Rotational and Medial/Lateral Stability
The role that the PCL plays in providing rotational stability to the knee is still unclear. Many reports exist throughout the literature that show isolated sectioning of the PCL does not significantly affect tibial external rotation. Gollehon et al. sectioned the PCL in 17 cadaveric specimens and showed that external rotation or varus stress did not increase at any position of knee flexion [23]. Grood et al. performed sectioning of the PCL and posterolateral structures in 15 cadaveric specimens and measured displacement in varying degrees of knee flexion with a electrogoniometer [27]. Their results showed no increased tibial external rotation or varus/valgus angulation compared to the intact state [27]. Nielsen et al. evaluated 25 osteoligamentous-intact cadaveric knees and performed sectioning of the PCL along with the medial and lateral structures [31]. They found that axial rotatory instability was only detectable when the PCL lesion was combined with either a medial or lateral side ligamentous injury; furthermore, a reverse pivot shift was only elicited when the PCL/lateral collateral ligament (LCL) /popliteus tendon were sectioned [31]. Finally, Kaneda et al. looked at 15 cadaveric fresh-frozen knees and performed sequential sectioning of the PCL, LCL, and posterolateral structures and found that in isolated sectioning of the PCL, there was no increase in tibial external rotation; however, they did find that isolated sectioning of just the anterolateral bundle of the PCL shifted the axis of external rotation of the knee [32].

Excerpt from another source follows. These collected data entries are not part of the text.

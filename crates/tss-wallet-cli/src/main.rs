//! TSS Wallet CLI
//!
//! Command-line tool for inspecting vault keys: derive per-chain public keys
//! and addresses from a vault's root public keys, and list supported chains.

use anyhow::{bail, Result};
use clap::{Parser, Subcommand};
use tracing::Level;
use tracing_subscriber::FmtSubscriber;
use tss_wallet_core::{
    derive_address, derive_child_public_key, eddsa_public_key, Chain, SignatureAlgorithm,
};

#[derive(Parser)]
#[command(name = "tss-wallet")]
#[command(about = "Threshold-signing wallet key inspector", version)]
struct Cli {
    #[command(subcommand)]
    command: Commands,
}

#[derive(Subcommand)]
enum Commands {
    /// Derive the receive address for a chain
    Address {
        /// Chain name (e.g. bitcoin, ethereum, solana)
        chain: String,

        /// Vault root public key, hex (compressed secp256k1 or ed25519)
        #[arg(short, long)]
        public_key: String,

        /// Vault chain code, hex (required for ECDSA chains)
        #[arg(short, long, default_value = "")]
        chain_code: String,
    },

    /// Derive the chain-level public key
    Pubkey {
        /// Chain name
        chain: String,

        /// Vault root public key, hex
        #[arg(short, long)]
        public_key: String,

        /// Vault chain code, hex (required for ECDSA chains)
        #[arg(short, long, default_value = "")]
        chain_code: String,
    },

    /// List supported chains
    Info,
}

fn main() -> Result<()> {
    FmtSubscriber::builder()
        .with_max_level(Level::WARN)
        .init();

    let cli = Cli::parse();

    match cli.command {
        Commands::Address {
            chain,
            public_key,
            chain_code,
        } => {
            let chain = parse_chain(&chain)?;
            let address = derive_address(&public_key, &chain_code, chain)?;
            println!("{address}");
        }
        Commands::Pubkey {
            chain,
            public_key,
            chain_code,
        } => {
            let chain = parse_chain(&chain)?;
            let derived = match chain.signature_algorithm() {
                SignatureAlgorithm::Ecdsa => {
                    derive_child_public_key(&public_key, &chain_code, chain.derivation_path())?
                }
                SignatureAlgorithm::Eddsa => hex::encode(eddsa_public_key(&public_key, chain)?),
            };
            println!("{derived}");
        }
        Commands::Info => {
            show_info()?;
        }
    }

    Ok(())
}

fn parse_chain(name: &str) -> Result<Chain> {
    match name.parse::<Chain>() {
        Ok(chain) => Ok(chain),
        Err(_) => bail!(
            "unknown chain '{name}', run `tss-wallet info` for the supported list"
        ),
    }
}

fn show_info() -> Result<()> {
    let chains: Vec<_> = Chain::ALL
        .iter()
        .map(|chain| {
            serde_json::json!({
                "chain": chain.to_string(),
                "family": chain.family(),
                "algorithm": match chain.signature_algorithm() {
                    SignatureAlgorithm::Ecdsa => "ecdsa",
                    SignatureAlgorithm::Eddsa => "eddsa",
                },
                "derivation_path": chain.derivation_path(),
                "ticker": chain.ticker(),
                "decimals": chain.decimals(),
            })
        })
        .collect();
    println!("{}", serde_json::to_string_pretty(&chains)?);
    Ok(())
}
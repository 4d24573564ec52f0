//! # TSS Wallet Relay
//!
//! Encrypted message transport for multi-device threshold signing. Devices
//! never talk to each other directly: a mediator server stores ciphertext
//! messages per recipient, and each device polls its own inbox.
//!
//! ## Components
//!
//! - [`RelayTransport`] / [`HttpRelayTransport`]: the mediator's two-endpoint
//!   HTTP API behind a trait
//! - [`MessageCrypto`]: AES-256-GCM sealing of message bodies under the
//!   session key
//! - [`MessageRelayPoller`]: one-second poll loop with ordering, dedup and
//!   fire-and-forget acknowledgment
//! - [`SigningSession`]: owns the poller and wires the pieces together for
//!   one keysign
//!
//! ## Example
//!
//! ```rust,ignore
//! use tss_wallet_relay::{SigningSession, SigningSessionConfig};
//!
//! let config = SigningSessionConfig::new(session_id, party_id, mediator_url, key_hex);
//! let mut session = SigningSession::new(config)?;
//! session.start(engine)?;
//! session.wait().await?;
//! ```

pub mod crypto;
pub mod error;
pub mod message;
pub mod poller;
pub mod session;
pub mod transport;

pub use crypto::MessageCrypto;
pub use error::{RelayError, Result};
pub use message::{dedup_key, DedupCache, RelayMessage};
pub use poller::{MessageRelayPoller, PollerConfig, SigningEngine};
pub use session::{SigningSession, SigningSessionConfig};
pub use transport::{HttpRelayTransport, RelayTransport, RelayTransportConfig};
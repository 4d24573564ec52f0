//! Core data model shared by the key-derivation, signature-assembly and
//! transaction-compiler layers.
//!
//! The central types are [`Chain`] (a closed set of supported networks),
//! [`SigningPayload`] (a chain-agnostic description of a transfer to sign)
//! and [`ChainSpecificFee`] (a tagged union of per-family fee/sequence
//! parameters). Compilers pattern-match on the fee variant exhaustively, so
//! handing e.g. an EVM fee to the UTXO compiler is rejected with a typed
//! error instead of producing garbage bytes.

use crate::{Error, Result};
use serde::{Deserialize, Serialize};
use std::fmt;
use std::str::FromStr;

// ============ Chains ============

/// Supported networks
#[derive(Debug, Clone, Copy, PartialEq, Eq, Hash, Serialize, Deserialize)]
#[serde(rename_all = "snake_case")]
pub enum Chain {
    Bitcoin,
    BitcoinCash,
    Litecoin,
    Dogecoin,
    Dash,
    Ethereum,
    Avalanche,
    BscChain,
    ThorChain,
    GaiaChain,
    Solana,
    Sui,
    Ton,
    Polkadot,
}

/// Transaction-format family a chain belongs to
#[derive(Debug, Clone, Copy, PartialEq, Eq, Hash, Serialize, Deserialize)]
#[serde(rename_all = "snake_case")]
pub enum ChainFamily {
    Utxo,
    Evm,
    Cosmos,
    Solana,
    Sui,
    Ton,
    Polkadot,
}

/// Signature scheme used by a chain
#[derive(Debug, Clone, Copy, PartialEq, Eq, Serialize, Deserialize)]
pub enum SignatureAlgorithm {
    Ecdsa,
    Eddsa,
}

impl Chain {
    /// All supported chains
    pub const ALL: [Chain; 14] = [
        Chain::Bitcoin,
        Chain::BitcoinCash,
        Chain::Litecoin,
        Chain::Dogecoin,
        Chain::Dash,
        Chain::Ethereum,
        Chain::Avalanche,
        Chain::BscChain,
        Chain::ThorChain,
        Chain::GaiaChain,
        Chain::Solana,
        Chain::Sui,
        Chain::Ton,
        Chain::Polkadot,
    ];

    pub fn family(&self) -> ChainFamily {
        match self {
            Chain::Bitcoin | Chain::BitcoinCash | Chain::Litecoin | Chain::Dogecoin
            | Chain::Dash => ChainFamily::Utxo,
            Chain::Ethereum | Chain::Avalanche | Chain::BscChain => ChainFamily::Evm,
            Chain::ThorChain | Chain::GaiaChain => ChainFamily::Cosmos,
            Chain::Solana => ChainFamily::Solana,
            Chain::Sui => ChainFamily::Sui,
            Chain::Ton => ChainFamily::Ton,
            Chain::Polkadot => ChainFamily::Polkadot,
        }
    }

    pub fn signature_algorithm(&self) -> SignatureAlgorithm {
        match self.family() {
            ChainFamily::Utxo | ChainFamily::Evm | ChainFamily::Cosmos => {
                SignatureAlgorithm::Ecdsa
            }
            ChainFamily::Solana | ChainFamily::Sui | ChainFamily::Ton
            | ChainFamily::Polkadot => SignatureAlgorithm::Eddsa,
        }
    }

    /// Fixed derivation path used for the chain's child key.
    ///
    /// EdDSA chains carry no HD derivation in this wallet model; their path
    /// is informational only (the root key is used directly).
    pub fn derivation_path(&self) -> &'static str {
        match self {
            Chain::Bitcoin => "m/84'/0'/0'/0/0",
            Chain::BitcoinCash => "m/44'/145'/0'/0/0",
            Chain::Litecoin => "m/84'/2'/0'/0/0",
            Chain::Dogecoin => "m/44'/3'/0'/0/0",
            Chain::Dash => "m/44'/5'/0'/0/0",
            Chain::Ethereum | Chain::Avalanche | Chain::BscChain => "m/44'/60'/0'/0/0",
            Chain::ThorChain => "m/44'/931'/0'/0/0",
            Chain::GaiaChain => "m/44'/118'/0'/0/0",
            Chain::Solana => "m/44'/501'/0'/0'",
            Chain::Sui => "m/44'/784'/0'/0'/0'",
            Chain::Ton => "m/44'/607'/0'",
            Chain::Polkadot => "m/44'/354'/0'/0'/0'",
        }
    }

    /// EIP-155 chain ID for EVM members
    pub fn evm_chain_id(&self) -> Option<u64> {
        match self {
            Chain::Ethereum => Some(1),
            Chain::Avalanche => Some(43114),
            Chain::BscChain => Some(56),
            _ => None,
        }
    }

    pub fn ticker(&self) -> &'static str {
        match self {
            Chain::Bitcoin => "BTC",
            Chain::BitcoinCash => "BCH",
            Chain::Litecoin => "LTC",
            Chain::Dogecoin => "DOGE",
            Chain::Dash => "DASH",
            Chain::Ethereum => "ETH",
            Chain::Avalanche => "AVAX",
            Chain::BscChain => "BNB",
            Chain::ThorChain => "RUNE",
            Chain::GaiaChain => "ATOM",
            Chain::Solana => "SOL",
            Chain::Sui => "SUI",
            Chain::Ton => "TON",
            Chain::Polkadot => "DOT",
        }
    }

    /// Base-unit decimals of the native coin
    pub fn decimals(&self) -> u32 {
        match self {
            Chain::Bitcoin | Chain::BitcoinCash | Chain::Litecoin | Chain::Dogecoin
            | Chain::Dash | Chain::ThorChain => 8,
            Chain::Ethereum | Chain::Avalanche | Chain::BscChain => 18,
            Chain::GaiaChain => 6,
            Chain::Solana | Chain::Ton | Chain::Sui => 9,
            Chain::Polkadot => 10,
        }
    }
}

impl fmt::Display for Chain {
    fn fmt(&self, f: &mut fmt::Formatter<'_>) -> fmt::Result {
        let name = match self {
            Chain::Bitcoin => "Bitcoin",
            Chain::BitcoinCash => "BitcoinCash",
            Chain::Litecoin => "Litecoin",
            Chain::Dogecoin => "Dogecoin",
            Chain::Dash => "Dash",
            Chain::Ethereum => "Ethereum",
            Chain::Avalanche => "Avalanche",
            Chain::BscChain => "BscChain",
            Chain::ThorChain => "ThorChain",
            Chain::GaiaChain => "GaiaChain",
            Chain::Solana => "Solana",
            Chain::Sui => "Sui",
            Chain::Ton => "Ton",
            Chain::Polkadot => "Polkadot",
        };
        write!(f, "{}", name)
    }
}

impl FromStr for Chain {
    type Err = Error;

    /// Parses canonical names plus the common aliases seen in payloads
    /// produced by older wallet generations.
    fn from_str(s: &str) -> Result<Self> {
        match s.to_ascii_lowercase().as_str() {
            "bitcoin" | "btc" => Ok(Chain::Bitcoin),
            "bitcoincash" | "bitcoin-cash" | "bch" => Ok(Chain::BitcoinCash),
            "litecoin" | "ltc" => Ok(Chain::Litecoin),
            "dogecoin" | "doge" => Ok(Chain::Dogecoin),
            "dash" => Ok(Chain::Dash),
            "ethereum" | "eth" => Ok(Chain::Ethereum),
            "avalanche" | "avax" => Ok(Chain::Avalanche),
            "bsc" | "bscchain" | "bnb" | "smartchain" => Ok(Chain::BscChain),
            "thorchain" | "thor" | "rune" => Ok(Chain::ThorChain),
            "gaiachain" | "cosmos" | "atom" => Ok(Chain::GaiaChain),
            "solana" | "sol" => Ok(Chain::Solana),
            "sui" => Ok(Chain::Sui),
            "ton" => Ok(Chain::Ton),
            "polkadot" | "dot" => Ok(Chain::Polkadot),
            other => Err(Error::UnsupportedChain(other.to_string())),
        }
    }
}

// ============ Coins & Payloads ============

/// A spendable asset on a chain: native coin or token
#[derive(Debug, Clone, PartialEq, Eq, Serialize, Deserialize)]
pub struct Coin {
    pub chain: Chain,
    pub ticker: String,
    /// Sender address on this chain
    pub address: String,
    /// Hex-encoded public key backing `address` (compressed secp256k1 or
    /// 32-byte ed25519, per chain)
    pub hex_public_key: String,
    pub decimals: u32,
    /// Token contract address; `None` for native coins
    pub contract_address: Option<String>,
}

impl Coin {
    /// Native coin of `chain` held at `address`
    pub fn native(chain: Chain, address: impl Into<String>, hex_public_key: impl Into<String>) -> Self {
        Self {
            chain,
            ticker: chain.ticker().to_string(),
            address: address.into(),
            hex_public_key: hex_public_key.into(),
            decimals: chain.decimals(),
            contract_address: None,
        }
    }

    /// Token on `chain` (e.g. an ERC-20)
    pub fn token(
        chain: Chain,
        ticker: impl Into<String>,
        address: impl Into<String>,
        hex_public_key: impl Into<String>,
        decimals: u32,
        contract_address: impl Into<String>,
    ) -> Self {
        Self {
            chain,
            ticker: ticker.into(),
            address: address.into(),
            hex_public_key: hex_public_key.into(),
            decimals,
            contract_address: Some(contract_address.into()),
        }
    }

    pub fn is_token(&self) -> bool {
        self.contract_address.is_some()
    }
}

/// An unspent output consumed by a UTXO-family transaction
#[derive(Debug, Clone, PartialEq, Eq, Serialize, Deserialize)]
pub struct UnspentOutput {
    /// 32-byte transaction id, big-endian display order
    #[serde(with = "hex_bytes32")]
    pub hash: [u8; 32],
    /// Value in satoshi
    pub amount: u64,
    /// Output position within the funding transaction
    pub index: u32,
}

impl UnspentOutput {
    pub fn new(hash: [u8; 32], amount: u64, index: u32) -> Self {
        Self { hash, amount, index }
    }

    /// Parse the txid from its usual big-endian hex form
    pub fn from_hex(hash_hex: &str, amount: u64, index: u32) -> Result<Self> {
        let bytes = hex::decode(hash_hex)?;
        let hash: [u8; 32] = bytes
            .try_into()
            .map_err(|_| Error::InvalidPayload("utxo hash must be 32 bytes".to_string()))?;
        Ok(Self { hash, amount, index })
    }
}

mod hex_bytes32 {
    use serde::{Deserialize, Deserializer, Serializer};

    pub fn serialize<S: Serializer>(bytes: &[u8; 32], serializer: S) -> Result<S::Ok, S::Error> {
        serializer.serialize_str(&hex::encode(bytes))
    }

    pub fn deserialize<'de, D: Deserializer<'de>>(deserializer: D) -> Result<[u8; 32], D::Error> {
        let s = String::deserialize(deserializer)?;
        let bytes = hex::decode(&s).map_err(serde::de::Error::custom)?;
        bytes
            .try_into()
            .map_err(|_| serde::de::Error::custom("expected 32 bytes"))
    }
}

/// Per-family fee and sequencing parameters.
///
/// Exactly one variant is valid for a given payload; each compiler matches
/// its own variant and returns [`Error::InvalidPayload`] for the rest.
/// Externally tagged on the wire (`{"evm": {...}}`); internal tagging would
/// route the u128 fee fields through serde's buffering, which has no u128
/// support.
#[derive(Debug, Clone, PartialEq, Eq, Serialize, Deserialize)]
#[serde(rename_all = "snake_case")]
pub enum ChainSpecificFee {
    Utxo {
        /// Fee rate in satoshi per vbyte
        byte_fee: u64,
        /// Spend all inputs, no change output
        send_max: bool,
    },
    Evm {
        /// Max fee per gas, in wei
        max_fee_per_gas: u128,
        /// Max priority fee per gas, in wei
        priority_fee: u128,
        nonce: u64,
        gas_limit: u64,
    },
    Cosmos {
        account_number: u64,
        sequence: u64,
        /// Gas limit; the network fee itself is fixed per chain
        gas: u64,
    },
    Solana {
        /// Base58-encoded recent blockhash
        recent_blockhash: String,
    },
    Sui {
        reference_gas_price: u64,
        gas_budget: u64,
        /// Gas-payment object: (object id hex, version, digest base58)
        gas_object: (String, u64, String),
    },
    Ton {
        /// Wallet seqno fetched from chain state
        sequence_number: u32,
        /// Unix expiry timestamp for the external message
        expire_at: u64,
    },
    Polkadot {
        recent_block_hash: String,
        nonce: u64,
        current_block_number: u64,
        spec_version: u32,
        transaction_version: u32,
        genesis_hash: String,
    },
}

/// Chain-agnostic description of a transfer to sign.
///
/// Constructed by the caller immediately before a signing session starts and
/// treated as immutable for the session's lifetime.
#[derive(Debug, Clone, PartialEq, Eq, Serialize, Deserialize)]
pub struct SigningPayload {
    pub coin: Coin,
    pub to_address: String,
    /// Amount in base units
    pub amount: u128,
    pub memo: Option<String>,
    pub fee: ChainSpecificFee,
    /// Inputs to spend; only meaningful for UTXO chains
    #[serde(default)]
    pub utxos: Vec<UnspentOutput>,
}

impl SigningPayload {
    pub fn new(coin: Coin, to_address: impl Into<String>, amount: u128, fee: ChainSpecificFee) -> Self {
        Self {
            coin,
            to_address: to_address.into(),
            amount,
            memo: None,
            fee,
            utxos: Vec::new(),
        }
    }

    pub fn with_memo(mut self, memo: impl Into<String>) -> Self {
        self.memo = Some(memo.into());
        self
    }

    pub fn with_utxos(mut self, utxos: Vec<UnspentOutput>) -> Self {
        self.utxos = utxos;
        self
    }
}

// ============ Signature Shares ============

/// Per-preimage signature produced by the threshold engine.
///
/// All fields are hex strings, matching the engine's keysign response wire
/// shape. `recovery_id` is `"00"`/`"01"` for ECDSA; for EdDSA chains the
/// 64-byte signature is `r || s` and the remaining fields are unused.
#[derive(Debug, Clone, PartialEq, Eq, Serialize, Deserialize)]
pub struct SignatureShare {
    /// Hex of the preimage this share signs
    pub msg: String,
    pub r: String,
    pub s: String,
    pub der_signature: String,
    pub recovery_id: String,
}

impl SignatureShare {
    /// Raw 64-byte `r || s` signature
    pub fn raw_bytes(&self) -> Result<Vec<u8>> {
        let r = hex::decode(&self.r)?;
        let s = hex::decode(&self.s)?;
        if r.len() != 32 || s.len() != 32 {
            return Err(Error::InvalidSignature(format!(
                "r/s must be 32 bytes, got {}/{}",
                r.len(),
                s.len()
            )));
        }
        let mut out = r;
        out.extend_from_slice(&s);
        Ok(out)
    }
}
//! Background polling loop that drains the mediator inbox into the engine.
//!
//! The poller runs on a fixed one-second cadence. Each tick it fetches the
//! pending batch, orders it by `sequence_no`, drops anything already applied,
//! decrypts each body and feeds the plaintext to the [`SigningEngine`].
//! Acknowledgment deletes are fired off without waiting for them.
//!
//! Per-message problems (undecryptable body, malformed base64) and transport
//! hiccups are logged and skipped; the next tick retries naturally. The one
//! fatal condition is the engine rejecting a message it was given, which
//! means the session state has diverged and polling further is pointless.
//!
//! Engine completion does not end the loop: peers may still be mid-round and
//! their messages keep draining until the orchestrator calls
//! [`MessageRelayPoller::stop`]. Completion is surfaced through
//! [`MessageRelayPoller::engine_complete`] instead.

use crate::message::{dedup_key, DedupCache};
use crate::transport::RelayTransport;
use crate::{MessageCrypto, RelayError, Result};
use base64::prelude::{Engine as _, BASE64_STANDARD};
use std::sync::{Arc, Mutex};
use std::time::Duration;
use tokio::sync::watch;
use tokio::task::JoinHandle;
use tracing::{debug, info, warn};

/// Poll cadence
const POLL_INTERVAL: Duration = Duration::from_secs(1);

/// Consumer of decrypted relay message bodies.
///
/// Implemented by the threshold engine binding. Returns `Ok(true)` once the
/// engine has everything it needs; the poller reports this through
/// [`MessageRelayPoller::engine_complete`] and keeps draining the inbox.
pub trait SigningEngine: Send + Sync {
    fn apply_message(&self, body: &[u8]) -> Result<bool>;
}

/// Identity of the inbox being polled
#[derive(Debug, Clone)]
pub struct PollerConfig {
    pub session_id: String,
    pub local_party_id: String,
    /// Keysign message id, mixed into the request header and dedup key
    pub message_id: Option<String>,
}

impl PollerConfig {
    pub fn new(session_id: impl Into<String>, local_party_id: impl Into<String>) -> Self {
        Self {
            session_id: session_id.into(),
            local_party_id: local_party_id.into(),
            message_id: None,
        }
    }

    pub fn with_message_id(mut self, message_id: impl Into<String>) -> Self {
        self.message_id = Some(message_id.into());
        self
    }
}

/// Handle to a running poll loop.
///
/// `stop` may be called from any task, any number of times. After the first
/// call the loop finishes its current await point, applies nothing further
/// and exits.
pub struct MessageRelayPoller {
    cancel: watch::Sender<bool>,
    done: watch::Receiver<bool>,
    handle: Mutex<Option<JoinHandle<Result<()>>>>,
}

impl MessageRelayPoller {
    /// Spawn the loop on the current tokio runtime
    pub fn start(
        config: PollerConfig,
        transport: Arc<dyn RelayTransport>,
        crypto: MessageCrypto,
        engine: Arc<dyn SigningEngine>,
    ) -> Self {
        let (cancel, cancel_rx) = watch::channel(false);
        let (done_tx, done) = watch::channel(false);
        let handle = tokio::spawn(poll_loop(
            config, transport, crypto, engine, cancel_rx, done_tx,
        ));
        Self {
            cancel,
            done,
            handle: Mutex::new(Some(handle)),
        }
    }

    /// Request cancellation. Idempotent; never blocks.
    pub fn stop(&self) {
        // send only fails when the loop already exited, which is fine
        let _ = self.cancel.send(true);
    }

    /// Whether the engine has reported completion
    pub fn is_complete(&self) -> bool {
        *self.done.borrow()
    }

    /// Wait until the engine reports completion. Returns `false` if the loop
    /// exits first (cancellation or a fatal apply failure).
    pub async fn engine_complete(&self) -> bool {
        let mut done = self.done.clone();
        loop {
            if *done.borrow() {
                return true;
            }
            if done.changed().await.is_err() {
                return *done.borrow();
            }
        }
    }

    /// Wait for the loop to exit and return its outcome.
    ///
    /// `Ok(())` means a clean stop after cancellation; `Err` carries the
    /// fatal engine failure that ended the session.
    pub async fn join(&self) -> Result<()> {
        let handle = self
            .handle
            .lock()
            .map_err(|_| RelayError::Internal("poller handle lock poisoned".to_string()))?
            .take();
        match handle {
            Some(handle) => handle
                .await
                .map_err(|e| RelayError::Internal(format!("poll task panicked: {e}")))?,
            None => Err(RelayError::InvalidSessionState(
                "poller already joined".to_string(),
            )),
        }
    }
}

impl Drop for MessageRelayPoller {
    fn drop(&mut self) {
        let _ = self.cancel.send(true);
    }
}

async fn poll_loop(
    config: PollerConfig,
    transport: Arc<dyn RelayTransport>,
    crypto: MessageCrypto,
    engine: Arc<dyn SigningEngine>,
    mut cancel: watch::Receiver<bool>,
    done: watch::Sender<bool>,
) -> Result<()> {
    let mut cache = DedupCache::default();
    info!(
        session_id = %config.session_id,
        party_id = %config.local_party_id,
        "relay poller started"
    );

    loop {
        if *cancel.borrow() {
            break;
        }

        let batch = tokio::select! {
            _ = cancel.changed() => break,
            result = transport.fetch_messages(
                &config.session_id,
                &config.local_party_id,
                config.message_id.as_deref(),
            ) => match result {
                Ok(batch) => batch,
                Err(e) => {
                    warn!(error = %e, "fetch failed, will retry next tick");
                    Vec::new()
                }
            },
        };

        // results that raced with cancellation are discarded
        if *cancel.borrow() {
            break;
        }

        let mut batch = batch;
        batch.sort_by_key(|m| m.sequence_no);

        for message in batch {
            if *cancel.borrow() {
                return Ok(());
            }
            if !message
                .to
                .iter()
                .any(|to| to == &config.local_party_id)
            {
                continue;
            }

            let key = dedup_key(
                &config.session_id,
                &config.local_party_id,
                config.message_id.as_deref(),
                &message.hash,
            );
            if cache.contains(&key) {
                debug!(hash = %message.hash, "duplicate message skipped");
                continue;
            }

            let sealed = match BASE64_STANDARD.decode(&message.body) {
                Ok(bytes) => bytes,
                Err(e) => {
                    warn!(hash = %message.hash, error = %e, "body is not valid base64, dropped");
                    continue;
                }
            };
            let plaintext = match crypto.decrypt(&sealed) {
                Ok(bytes) => bytes,
                Err(e) => {
                    warn!(hash = %message.hash, error = %e, "undecryptable message dropped");
                    continue;
                }
            };

            let round_complete = match engine.apply_message(&plaintext) {
                Ok(complete) => complete,
                Err(e) => {
                    // session state has diverged, nothing left to poll for
                    warn!(hash = %message.hash, error = %e, "engine rejected message");
                    return Err(RelayError::EngineApply(e.to_string()));
                }
            };
            cache.insert(key);
            debug!(from = %message.from, seq = message.sequence_no, "message applied");

            // fire-and-forget acknowledgment
            let transport = Arc::clone(&transport);
            let session_id = config.session_id.clone();
            let party_id = config.local_party_id.clone();
            let hash = message.hash.clone();
            tokio::spawn(async move {
                if let Err(e) = transport.delete_message(&session_id, &party_id, &hash).await {
                    debug!(hash = %hash, error = %e, "acknowledgment delete failed");
                }
            });

            // completion does not end the loop: peers may still be draining
            // later rounds, so polling continues until the orchestrator stops
            if round_complete && !*done.borrow() {
                info!(session_id = %config.session_id, "engine reported completion");
                let _ = done.send(true);
            }
        }

        tokio::select! {
            _ = cancel.changed() => break,
            _ = tokio::time::sleep(POLL_INTERVAL) => {}
        }
    }

    info!(session_id = %config.session_id, "relay poller stopped");
    Ok(())
}
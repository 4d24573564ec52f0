//! UTXO-family transaction compiler (Bitcoin, Bitcoin Cash, Litecoin,
//! Dogecoin, Dash).
//!
//! Coin selection is the caller's job: every [`crate::UnspentOutput`] in the
//! payload is spent. The compiler locks inputs with the script form implied
//! by the sender address (P2WPKH for bech32 chains, P2PKH for the legacy
//! ones), appends an OP_RETURN output when a memo is present, and returns
//! change above the dust threshold to the sender.
//!
//! Sighash rules per chain: Bitcoin and Litecoin use the BIP-143 segwit
//! digest; Bitcoin Cash uses the same digest with the FORKID sighash type
//! (0x41); Dogecoin and Dash use the original per-input legacy digest. Every
//! input produces its own preimage, so N inputs require N signature shares.

use crate::compiler::{check_family, expect_unsigned, TxCompiler, UnsignedTx};
use crate::keys::{hash160, sha256d};
use crate::signature::{verified_der_signature, SignatureShares};
use crate::{Chain, ChainFamily, ChainSpecificFee, Error, Result, SigningPayload};

const SEQUENCE_FINAL: u32 = 0xffff_ffff;
const DUST_LIMIT: u64 = 546;
const SIGHASH_ALL: u32 = 0x01;
/// SIGHASH_ALL | SIGHASH_FORKID, required by Bitcoin Cash
const SIGHASH_ALL_FORKID: u32 = 0x41;

/// One spent output with everything needed to sign it
#[derive(Debug, Clone)]
pub struct UtxoInput {
    /// txid in big-endian display order
    pub txid: [u8; 32],
    pub vout: u32,
    /// Value of the spent output, in satoshi
    pub value: u64,
    pub sequence: u32,
}

#[derive(Debug, Clone)]
pub struct UtxoOutput {
    pub value: u64,
    pub script_pubkey: Vec<u8>,
}

/// Unsigned UTXO transaction plus the signing context shared by all inputs
#[derive(Debug, Clone)]
pub struct UnsignedUtxoTx {
    pub chain: Chain,
    pub version: u32,
    pub inputs: Vec<UtxoInput>,
    pub outputs: Vec<UtxoOutput>,
    pub lock_time: u32,
    /// Witness (BIP-143) signing and serialization rules
    pub segwit: bool,
    /// 20-byte pubkey hash of the sender; all inputs spend to the same key
    pub sender_pubkey_hash: [u8; 20],
    /// scriptPubKey of the spent outputs (sender's own locking script)
    pub sender_script_pubkey: Vec<u8>,
    /// Sighash type attached to every signature
    pub sighash_type: u32,
}

/// Compiler for all Bitcoin-family chains
pub struct UtxoCompiler;

impl UtxoCompiler {
    pub fn new() -> Self {
        Self
    }
}

impl Default for UtxoCompiler {
    fn default() -> Self {
        Self::new()
    }
}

This is in contrast to four other studies, all which showed that isolated sectioning of the PCL does lead to increased tibial rotation. Li et al. examined eight cadaveric knees using a robotic testing system with applied simulated quadriceps and hamstring loads (400 and 200 N, respectively) at knee flexion angles from 0° to 120° and found that at angles above 60° significant external tibial rotation occurred [21]. Harner et al. performed an investigation using ten cadaveric knee specimens where simulated popliteus muscle contraction was performed in both the presence and absence of the PCL [26]. They found that simulated popliteus muscle contraction resulted in an internal tibial rotation of 2° and 4° at 60° and 90° of knee flexion, regardless of whether or not the PCL was intact [26]. Gupte et al. used eight cadaveric knees to evaluate the role of the meniscofemoral ligaments in providing sagittal plane and rotational stability in the posterior cruciate ligament-deficient knee [33]. They found that although isolated sectioning of the PCL does increase rotational instability between 60° and 90°, further sectioning of the meniscofemoral ligaments still does not lead to increased rotational instability [33]. Finally, Ogata et al. performed sequential sectioning of the PCL and collateral ligaments and found increasing posterior sag and internal rotation of the tibia with increasing degrees of knee flexion in specimens in which only the PCL was deficient [34].